Po 225 pieczołowitego relacjonowania swojego romansu na łamach mediów społecznościowych Blanka Lipińska i Aleksander Milwiw-Baron podjęli decyzję o rozstaniu. Autorka pornograficznych powieści poinformowała o tym świat w oświadczeniu, które wydała za pośrednictwem Gali, licząc na to, że dziennikarze nie będą chcieli dłużej węszyć wokół uczucia, które do niedawna łączyło ją z muzykiem zespołu Afromental.
Zobacz: TYLKO NA PUDELKU: Blanka Lipińska miała lecieć do Egiptu z Baronem. "DO KOŃCA NA NIEGO CZEKAŁA"
Każdy z byłych partnerów ma teraz zdecydowanie więcej wolnego czasu, w którym może skupić się na sobie. W przypadku Blanki Lipińskiej i Barona szczególnie ciekawe jest, jak bardzo różnią się od siebie metody leczenia złamanego serca, które podjęli.
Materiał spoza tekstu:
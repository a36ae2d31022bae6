//! Client error types
//!
//! Every resource client reports failures through [`ClientError`]. Transport
//! and HTTP status failures are classified in one place ([`classify_status`],
//! [`classify_transport`]) so every resource behaves the same way.

use http::StatusCode;
use shared::ValidationError;
use thiserror::Error;

/// Message used when a rejection carries no readable body
pub const FALLBACK_MESSAGE: &str = "Server error";

/// Client error type
#[derive(Debug, Error)]
pub enum ClientError {
    /// No response reached the client
    #[error("Network error: {0}")]
    Network(String),

    /// Backend answered 404
    #[error("Not found: {0}")]
    NotFound(String),

    /// Backend answered with another 4xx/5xx status
    #[error("Rejected by server ({status}): {message}")]
    RemoteRejected { status: u16, message: String },

    /// Client-side check failed; nothing was sent
    #[error("Validation error: {0}")]
    Validation(#[from] ValidationError),

    /// Successful response whose body has none of the accepted shapes
    #[error("Invalid response: {0}")]
    InvalidResponse(String),

    /// Serialization error
    #[error("Serialization error: {0}")]
    Serialization(#[from] serde_json::Error),

    /// Controller was closed while the operation was pending
    #[error("Operation cancelled: controller closed")]
    Cancelled,

    /// Client could not be built from its configuration
    #[error("Configuration error: {0}")]
    Config(String),
}

impl ClientError {
    /// The record is already gone on the backend
    pub fn is_not_found(&self) -> bool {
        matches!(self, Self::NotFound(_))
    }

    /// Failure raised before any request was sent
    pub fn is_validation(&self) -> bool {
        matches!(self, Self::Validation(_))
    }

    /// HTTP status reported by the backend, if a response arrived
    pub fn status(&self) -> Option<u16> {
        match self {
            Self::NotFound(_) => Some(StatusCode::NOT_FOUND.as_u16()),
            Self::RemoteRejected { status, .. } => Some(*status),
            _ => None,
        }
    }
}

/// Result type for client operations
pub type ClientResult<T> = Result<T, ClientError>;

/// Classify a non-success HTTP response.
///
/// 404 becomes [`ClientError::NotFound`]; every other status becomes
/// [`ClientError::RemoteRejected`] with the backend's message.
pub fn classify_status(status: StatusCode, body: &str) -> ClientError {
    let message = rejection_message(body);
    if status == StatusCode::NOT_FOUND {
        ClientError::NotFound(message)
    } else {
        ClientError::RemoteRejected {
            status: status.as_u16(),
            message,
        }
    }
}

/// Classify a failure where no usable response arrived
pub fn classify_transport(err: reqwest::Error) -> ClientError {
    if err.is_timeout() {
        ClientError::Network(format!("request timed out: {err}"))
    } else if err.is_connect() {
        ClientError::Network(format!("server unreachable: {err}"))
    } else {
        ClientError::Network(err.to_string())
    }
}

/// Extract the backend's rejection reason.
///
/// Order: `{"message": "..."}` envelope, bare JSON string, raw body text,
/// then [`FALLBACK_MESSAGE`].
pub fn rejection_message(body: &str) -> String {
    let trimmed = body.trim();
    if trimmed.is_empty() {
        return FALLBACK_MESSAGE.to_string();
    }
    match serde_json::from_str::<serde_json::Value>(trimmed) {
        Ok(serde_json::Value::Object(map)) => match map.get("message") {
            Some(serde_json::Value::String(message)) if !message.is_empty() => message.clone(),
            _ => trimmed.to_string(),
        },
        Ok(serde_json::Value::String(message)) if !message.is_empty() => message,
        _ => trimmed.to_string(),
    }
}
//! Data models
//!
//! Records mirror the backend's JSON rows. Field names on the wire are the
//! backend's and are mapped one by one with `#[serde(rename)]`; nothing is
//! guessed from the shape of a response.

pub mod dish;
pub mod health_alert;
pub mod ingredient;
pub mod promotion;
pub mod reservation;
pub mod staff;

// Re-exports
pub use dish::*;
pub use health_alert::*;
pub use ingredient::*;
pub use promotion::*;
pub use reservation::*;
pub use staff::*;
//! Dish API (`/Gerant_plat`)
//!
//! Price updates key the dish in the body (`PATCH /Gerant_plat`), not in the
//! path. Ingredient lines are managed through the `/Gerant_plat/ingredient`
//! association endpoints.

use async_trait::async_trait;
use serde_json::Value;
use shared::{
    Dish, DishForm, DishIngredientLink, DishIngredientUnlink, DishPriceUpdate, HealthAlert,
    Ingredient, PriceChange, RecordId,
};

use crate::error::ClientResult;
use crate::http::{HttpClient, NetworkHttpClient};
use crate::resource::{
    CreateResource, DeleteResource, ListResource, UpdateResource, fetch_list, fetch_one,
};

const PATH: &str = "Gerant_plat";
const INGREDIENT_PATH: &str = "Gerant_plat/ingredient";

pub struct DishApi<H: HttpClient = NetworkHttpClient> {
    http: H,
}

impl<H: HttpClient> DishApi<H> {
    pub fn new(http: H) -> Self {
        Self { http }
    }
}

impl<H: HttpClient + 'static> DishApi<H> {
    /// Attach an ingredient with a quantity
    pub async fn add_ingredient(
        &self,
        dish_id: RecordId,
        ingredient_id: RecordId,
        quantity: i64,
    ) -> ClientResult<()> {
        let link = DishIngredientLink::new(dish_id, ingredient_id, quantity)?;
        let _: Value = self.http.post(INGREDIENT_PATH, &link).await?;
        tracing::info!(dish_id, ingredient_id, quantity, "Ingredient attached to dish");
        Ok(())
    }

    /// Change the quantity of an ingredient already on the dish
    pub async fn update_ingredient_quantity(
        &self,
        dish_id: RecordId,
        ingredient_id: RecordId,
        quantity: i64,
    ) -> ClientResult<()> {
        let link = DishIngredientLink::new(dish_id, ingredient_id, quantity)?;
        let _: Value = self.http.patch(INGREDIENT_PATH, &link).await?;
        tracing::info!(dish_id, ingredient_id, quantity, "Dish ingredient quantity updated");
        Ok(())
    }

    pub async fn remove_ingredient(
        &self,
        dish_id: RecordId,
        ingredient_id: RecordId,
    ) -> ClientResult<()> {
        let unlink = DishIngredientUnlink {
            dish_id,
            ingredient_id,
        };
        let _: Value = self.http.delete_with_body(PATH, &unlink).await?;
        tracing::info!(dish_id, ingredient_id, "Ingredient removed from dish");
        Ok(())
    }

    /// Ingredients used by a dish
    pub async fn ingredients(&self, dish_id: RecordId) -> ClientResult<Vec<Ingredient>> {
        fetch_list(
            &self.http,
            Self::NAME,
            &format!("ingredient/plat/{dish_id}"),
            "ingredients",
        )
        .await
    }

    /// Health alerts tagged on a dish
    pub async fn health_alerts(&self, dish_id: RecordId) -> ClientResult<Vec<HealthAlert>> {
        fetch_list(
            &self.http,
            Self::NAME,
            &format!("platmaladie/{dish_id}"),
            "maladies",
        )
        .await
    }
}

#[async_trait]
impl<H: HttpClient + 'static> ListResource for DishApi<H> {
    type Record = Dish;

    const NAME: &'static str = "dish";

    async fn list(&self) -> ClientResult<Vec<Dish>> {
        fetch_list(&self.http, Self::NAME, PATH, "plats").await
    }

    async fn get(&self, id: RecordId) -> ClientResult<Dish> {
        fetch_one(&self.http, &format!("{PATH}/{id}"), "plat").await
    }
}

#[async_trait]
impl<H: HttpClient + 'static> CreateResource for DishApi<H> {
    type Form = DishForm;
    type Created = Value;

    async fn create(&self, form: &DishForm) -> ClientResult<Value> {
        let payload = form.validate()?;
        let body: Value = self.http.post(PATH, &payload).await?;
        tracing::info!(name = %payload.name, price = %payload.price, "Dish created");
        Ok(body)
    }
}

#[async_trait]
impl<H: HttpClient + 'static> UpdateResource for DishApi<H> {
    type Update = PriceChange;

    async fn update(&self, id: RecordId, change: &PriceChange) -> ClientResult<()> {
        let payload = DishPriceUpdate {
            dish_id: id,
            price: change.validate()?,
        };
        let _: Value = self.http.patch(PATH, &payload).await?;
        tracing::info!(id, price = %payload.price, "Dish price updated");
        Ok(())
    }
}

#[async_trait]
impl<H: HttpClient + 'static> DeleteResource for DishApi<H> {
    async fn delete(&self, id: RecordId) -> ClientResult<()> {
        let _: Value = self.http.delete(&format!("{PATH}/{id}")).await?;
        tracing::info!(id, "Dish deleted");
        Ok(())
    }
}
Jako zapalona mięsożerczyni Blanka musiała powstrzymywać nieco swój apetyt, przebywając w towarzystwie zadeklarowanego roślinożercy, jakim jest przecież Baron. Pisarka zwykła nawet stroić sobie żarty z diety byłego ukochanego
Weganin czy tam wegetarianin, whatever, jeszcze bez glutenu - żartowała sobie przed kilkoma miesiącami, przygotowując dla Barona jarskie śniadanie.
Nie dziwi więc, że jedną z pierwszych rzeczy, które Blanka zaplanowała na po rozstaniu, było spałaszowanie wołowej kofty serwowanej przez jedną z restauracji w Egipcie, gdzie obecnie przebywa na urlopie.
Wreszcie coś, co mogę zjeść. Beef kofta love - podpisała zdjęcie ociekającego tłuszczykiem mięska.
Tymczasem Baron postanowił spożytkować swoją nowo nabytą wolność na przytulanie się do królików i niesienie pomocy zwierzętom ze Schroniska w Nowym Dworze Mazowieckim. Relacją z wizyty w przytułku podzielił się jego kolega z zespołu - Tomek Torres.
Dzisiejsze popołudnie spędziliśmy z Alkiem Baronem w Schronisku w Nowym Dworze Mazowieckim. Wizyta u naszych zwierzęcych przyjaciół klasycznie wiąże się z eksplozją miłości, ale zawsze ułamuje mały skrawek serducha. Ciężko jest ze świadomością, że człowiek potrafi tak zawieść bezwarunkowo kochające zwierzę i zostawić je na pastwę losu... Na szczęście wspaniałych ludzi o wielkich serduchach nie brakuje i właśnie tacy prowadzą to miejsce - czytamy na profilu muzyka.
Myślicie, że stosunek do zwierząt był jedną z przyczyn rozpadu związku Blanki i Barona?